**What is needed:** This exercise calls for an exact copy of the listing below.
^^^^^^^^^^^^^^^^
use std::fmt;

use scraper::{ElementRef, Html};
use serde::Serialize;
use tracing::debug;
use url::Url;

use crate::client::{Auth, Client};
use crate::error::{LayoutError, Result};
use crate::portal::*;
use crate::util::{href, text};

#[derive(Debug, Clone, Hash, PartialEq, Eq, Serialize)]
#[serde(transparent)]
pub struct SubmissionId {
    id: String,
}

impl SubmissionId {
    pub fn new(id: String) -> Self {
        Self { id }
    }

    pub fn as_str(&self) -> &str {
        &self.id
    }
}

impl fmt::Display for SubmissionId {
    fn fmt(&self, f: &mut fmt::Formatter) -> fmt::Result {
        self.id.fmt(f)
    }
}

/// One row of a submissions listing.
#[derive(Debug, Clone, PartialEq, Serialize)]
pub struct Submission {
    id: SubmissionId,
    user: String,
    team: String,
    assignment: String,
    language: String,
    created: String,
    modified: String,
    grade: f64,
    judgement: bool,
    result: String,
    judgement_url: Url,
    delete_url: Url,
    show_url: Url,
    root_url: Url,
}

impl Submission {
    fn from_row(row: Row, portal: &Portal) -> Result<Self> {
        let show_url = portal.resolve(href(row.find(&SHOW_LINK)?, SHOW_LINK.css())?)?;
        let root_url = strip_show_suffix(&show_url)?;

        let judgement_link = row.find(&JUDGEMENT_LINK)?;
        let judgement = text(judgement_link) == JUDGEMENT_YES;
        let judgement_url = portal.resolve(href(judgement_link, JUDGEMENT_LINK.css())?)?;

        let delete_url = portal.resolve(href(row.find(&DELETE_LINK)?, DELETE_LINK.css())?)?;

        Ok(Self {
            id: SubmissionId::new(row.text(&ID_CELL)?),
            user: row.text(&USER_CELL)?,
            team: row.text(&TEAM_CELL)?,
            assignment: row.text(&ASSIGNMENT_LINK)?,
            language: row.text(&LANGUAGE_CELL)?,
            created: row.text(&CREATED_CELL)?,
            modified: row.text(&MODIFIED_CELL)?,
            grade: row.grade()?,
            judgement,
            result: row.text(&RESULT_SPAN)?,
            judgement_url,
            delete_url,
            show_url,
            root_url,
        })
    }

    pub fn id(&self) -> &SubmissionId {
        &self.id
    }

    pub fn user(&self) -> &str {
        &self.user
    }

    pub fn team(&self) -> &str {
        &self.team
    }

    pub fn assignment(&self) -> &str {
        &self.assignment
    }

    pub fn language(&self) -> &str {
        &self.language
    }

    pub fn created(&self) -> &str {
        &self.created
    }

    pub fn modified(&self) -> &str {
        &self.modified
    }

    pub fn grade(&self) -> f64 {
        self.grade
    }

    /// Whether the portal's automated judgement ran and reported "Yes".
    pub fn judgement(&self) -> bool {
        self.judgement
    }

    pub fn result(&self) -> &str {
        &self.result
    }

    pub fn judgement_url(&self) -> &Url {
        &self.judgement_url
    }

    pub fn delete_url(&self) -> &Url {
        &self.delete_url
    }

    pub fn show_url(&self) -> &Url {
        &self.show_url
    }

    pub fn root_url(&self) -> &Url {
        &self.root_url
    }

    /// Where the submitted source can be fetched verbatim.
    pub fn download_url(&self) -> Result<Url> {
        append_path(&self.root_url, DOWNLOAD_SUFFIX)
    }
}

impl fmt::Display for Submission {
    fn fmt(&self, f: &mut fmt::Formatter) -> fmt::Result {
        write!(
            f,
            "#{} {} ({}) {} [{}] {}: {}",
            self.id, self.user, self.team, self.assignment, self.language, self.result, self.grade
        )
    }
}

// Relies on `SHOW_SUFFIX_LEN`; a show link of any other shape yields a wrong root URL.
fn strip_show_suffix(show_url: &Url) -> Result<Url> {
    let raw = show_url.as_str();
    let root = raw
        .len()
        .checked_sub(SHOW_SUFFIX_LEN)
        .and_then(|end| raw.get(..end))
        .ok_or_else(|| LayoutError::InvalidValue {
            field: "show URL",
            value: raw.to_owned(),
        })?;
    Ok(Url::parse(root)?)
}

#[derive(Clone, Copy)]
struct Row<'a> {
    element: ElementRef<'a>,
}

impl<'a> Row<'a> {
    fn find(&self, marker: &Marker) -> Result<ElementRef<'a>, LayoutError> {
        self.element
            .select(marker)
            .next()
            .ok_or(LayoutError::MissingElement {
                page: SUBMISSIONS_PAGE,
                marker: marker.css(),
            })
    }

    fn text(&self, marker: &Marker) -> Result<String, LayoutError> {
        self.find(marker).map(text)
    }

    /// Ungraded submissions have no grade badge; they count as zero.
    fn grade(&self) -> Result<f64, LayoutError> {
        match self.element.select(&GRADE_SPAN).next() {
            Some(span) => {
                let raw = text(span);
                raw.parse().map_err(|_| LayoutError::InvalidValue {
                    field: "grade",
                    value: raw,
                })
            }
            None => Ok(0.0),
        }
    }
}

/// Extracts every row of the listing's table body, in page order.
pub fn parse_submissions(document: &Html, portal: &Portal) -> Result<Vec<Submission>> {
    let body = document
        .select(&TABLE_BODY)
        .next()
        .ok_or(LayoutError::MissingElement {
            page: SUBMISSIONS_PAGE,
            marker: TABLE_BODY.css(),
        })?;

    body.select(&TABLE_ROW)
        .map(|element| Submission::from_row(Row { element }, portal))
        .collect()
}

impl Client<Auth> {
    #[tracing::instrument(skip_all, fields(%listing_url), err)]
    pub async fn get_submissions(&self, listing_url: &Url) -> Result<Vec<Submission>> {
        let page = self.get_html(listing_url).await?;
        let submissions = parse_submissions(&page, self.portal())?;
        debug!(count = submissions.len(), "parsed submissions");
        Ok(submissions)
    }
}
^^^^^^^^^^^^^^^^
**Task result:**
use std::fmt;

use scraper::{ElementRef, Html};
use serde::Serialize;
use tracing::debug;
use url::Url;

use crate::client::{Auth, Client};
use crate::error::{LayoutError, Result};
use crate::portal::*;
use crate::util::{href, text};

#[derive(Debug, Clone, Hash, PartialEq, Eq, Serialize)]
#[serde(transparent)]
pub struct SubmissionId {
    id: String,
}

impl SubmissionId {
    pub fn new(id: String) -> Self {
        Self { id }
    }

    pub fn as_str(&self) -> &str {
        &self.id
    }
}

impl fmt::Display for SubmissionId {
    fn fmt(&self, f: &mut fmt::Formatter) -> fmt::Result {
        self.id.fmt(f)
    }
}

/// One row of a submissions listing.
#[derive(Debug, Clone, PartialEq, Serialize)]
pub struct Submission {
    id: SubmissionId,
    user: String,
    team: String,
    assignment: String,
    language: String,
    created: String,
    modified: String,
    grade: f64,
    judgement: bool,
    result: String,
    judgement_url: Url,
    delete_url: Url,
    show_url: Url,
    root_url: Url,
}

impl Submission {
    fn from_row(row: Row, portal: &Portal) -> Result<Self> {
        let show_url = portal.resolve(href(row.find(&SHOW_LINK)?, SHOW_LINK.css())?)?;
        let root_url = strip_show_suffix(&show_url)?;

        let judgement_link = row.find(&JUDGEMENT_LINK)?;
        let judgement = text(judgement_link) == JUDGEMENT_YES;
        let judgement_url = portal.resolve(href(judgement_link, JUDGEMENT_LINK.css())?)?;

        let delete_url = portal.resolve(href(row.find(&DELETE_LINK)?, DELETE_LINK.css())?)?;

        Ok(Self {
            id: SubmissionId::new(row.text(&ID_CELL)?),
            user: row.text(&USER_CELL)?,
            team: row.text(&TEAM_CELL)?,
            assignment: row.text(&ASSIGNMENT_LINK)?,
            language: row.text(&LANGUAGE_CELL)?,
            created: row.text(&CREATED_CELL)?,
            modified: row.text(&MODIFIED_CELL)?,
            grade: row.grade()?,
            judgement,
            result: row.text(&RESULT_SPAN)?,
            judgement_url,
            delete_url,
            show_url,
            root_url,
        })
    }

    pub fn id(&self) -> &SubmissionId {
        &self.id
    }

    pub fn user(&self) -> &str {
        &self.user
    }

    pub fn team(&self) -> &str {
        &self.team
    }

    pub fn assignment(&self) -> &str {
        &self.assignment
    }

    pub fn language(&self) -> &str {
        &self.language
    }

    pub fn created(&self) -> &str {
        &self.created
    }

    pub fn modified(&self) -> &str {
        &self.modified
    }

    pub fn grade(&self) -> f64 {
        self.grade
    }

    /// Whether the portal's automated judgement ran and reported "Yes".
    pub fn judgement(&self) -> bool {
        self.judgement
    }

    pub fn result(&self) -> &str {
        &self.result
    }

    pub fn judgement_url(&self) -> &Url {
        &self.judgement_url
    }

    pub fn delete_url(&self) -> &Url {
        &self.delete_url
    }

    pub fn show_url(&self) -> &Url {
        &self.show_url
    }

    pub fn root_url(&self) -> &Url {
        &self.root_url
    }

    /// Where the submitted source can be fetched verbatim.
    pub fn download_url(&self) -> Result<Url> {
        append_path(&self.root_url, DOWNLOAD_SUFFIX)
    }
}

impl fmt::Display for Submission {
    fn fmt(&self, f: &mut fmt::Formatter) -> fmt::Result {
        write!(
            f,
            "#{} {} ({}) {} [{}] {}: {}",
            self.id, self.user, self.team, self.assignment, self.language, self.result, self.grade
        )
    }
}

// Relies on `SHOW_SUFFIX_LEN`; a show link of any other shape yields a wrong root URL.
fn strip_show_suffix(show_url: &Url) -> Result<Url> {
    let raw = show_url.as_str();
    let root = raw
        .len()
        .checked_sub(SHOW_SUFFIX_LEN)
        .and_then(|end| raw.get(..end))
        .ok_or_else(|| LayoutError::InvalidValue {
            field: "show URL",
            value: raw.to_owned(),
        })?;
    Ok(Url::parse(root)?)
}

#[derive(Clone, Copy)]
struct Row<'a> {
    element: ElementRef<'a>,
}

impl<'a> Row<'a> {
    fn find(&self, marker: &Marker) -> Result<ElementRef<'a>, LayoutError> {
        self.element
            .select(marker)
            .next()
            .ok_or(LayoutError::MissingElement {
                page: SUBMISSIONS_PAGE,
                marker: marker.css(),
            })
    }

    fn text(&self, marker: &Marker) -> Result<String, LayoutError> {
        self.find(marker).map(text)
    }

    /// Ungraded submissions have no grade badge; they count as zero.
    fn grade(&self) -> Result<f64, LayoutError> {
        match self.element.select(&GRADE_SPAN).next() {
            Some(span) => {
                let raw = text(span);
                raw.parse().map_err(|_| LayoutError::InvalidValue {
                    field: "grade",
                    value: raw,
                })
            }
            None => Ok(0.0),
        }
    }
}

/// Extracts every row of the listing's table body, in page order.
pub fn parse_submissions(document: &Html, portal: &Portal) -> Result<Vec<Submission>> {
    let body = document
        .select(&TABLE_BODY)
        .next()
        .ok_or(LayoutError::MissingElement {
            page: SUBMISSIONS_PAGE,
            marker: TABLE_BODY.css(),
        })?;

    body.select(&TABLE_ROW)
        .map(|element| Submission::from_row(Row { element }, portal))
        .collect()
}

impl Client<Auth> {
    #[tracing::instrument(skip_all, fields(%listing_url), err)]
    pub async fn get_submissions(&self, listing_url: &Url) -> Result<Vec<Submission>> {
        let page = self.get_html(listing_url).await?;
        let submissions = parse_submissions(&page, self.portal())?;
        debug!(count = submissions.len(), "parsed submissions");
        Ok(submissions)
    }
}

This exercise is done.